Note as well that np.delete(x, np.where(x == a)) produces the correct result. Thus, it appears to me that np.delete cannot handle Boolean indices.

If you have Boolean indices you don't need to use delete. It specifies that obj : slice, int or array of ints (no boolean). — hpaulj
– hpaulj, Commented Jun 6, 2015 at 6:23

Sede · Accepted Answer · 2015-06-06 06:02:16Z

7

You can also use np.ravel to get index of values and then remove them using np.delete

In [32]: r =  [a,b,c]

In [33]: indx = np.ravel([np.where(x == i) for i in r])

In [34]: indx
Out[34]: array([ 0, 18, 36])

In [35]: np.delete(x, indx)
Out[35]: 
array([  10.,   20.,   30.,   40.,   50.,   60.,   70.,   80.,   90.,
        100.,  110.,  120.,  130.,  140.,  150.,  160.,  170.,  190.,
        200.,  210.,  220.,  230.,  240.,  250.,  260.,  270.,  280.,
        290.,  300.,  310.,  320.,  330.,  340.,  350.])

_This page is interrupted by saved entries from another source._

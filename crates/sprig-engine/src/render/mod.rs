//! GPU rendering subsystem.
//!
//! Convention:
//! - CPU geometry is in logical pixels (top-left origin, +Y down).
//! - The sprite batch's projection matrix maps it to clip space.

mod ctx;
pub mod sprite;

pub use ctx::{RenderCtx, RenderTarget};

edited Jun 6, 2015 at 6:02

answered Jun 6, 2015 at 6:00

Sede

61.5k20 gold badges158 silver badges162 bronze badges

Sign up to request clarification or add additional context in comments.

3 Comments

abcd Over a year ago

this wins for readability. i guess i'll wait a bit to see whether more answers come in and then do a speed test.

abcd Over a year ago

ah, hell, someone else can do the speed test. for now, you're the winner.

holdenweb Over a year ago

It does seem to be reasonably fast as well. Nice answer!

holdenweb · Accepted Answer · 2015-06-06 06:56:40Z

6

Your code does seem a little complex. I wondered whether you had considered numpy's Boolean vector indexing.

After the same setup as you I timed your code:

In [175]: %%timeit
   .....: np.delete(x, np.where(np.logical_or(np.logical_or(x == a, x == b), x == c)))
   .....:
10000 loops, best of 3: 32.9 µs per loop

I then timed two separate applications of Boolean indexing.

In [176]: %%timeit
   .....: x1 = x[x != a]
   .....: x2 = x1[x1 != b]
   .....: new_array = x2[x2 != c]
   .....:
100000 loops, best of 3: 6.56 µs per loop

Finally, for programming convenience and to extend the technique to an arbitrary number of excluded values I rewrote the same code as a loop. This will be a little slower, because of the need to make a copy first, but it's still quite respectable.

In [177]: %%timeit
   .....: new_array = x.copy()
   .....: for val in (a, b, c):
   .....:     new_array = new_array[new_array != val]
   .....:
100000 loops, best of 3: 7.61 µs per loop

I think the real gain is in programming clarity, though. Finally I thought it best to verify that the three algorithms were giving the same results ...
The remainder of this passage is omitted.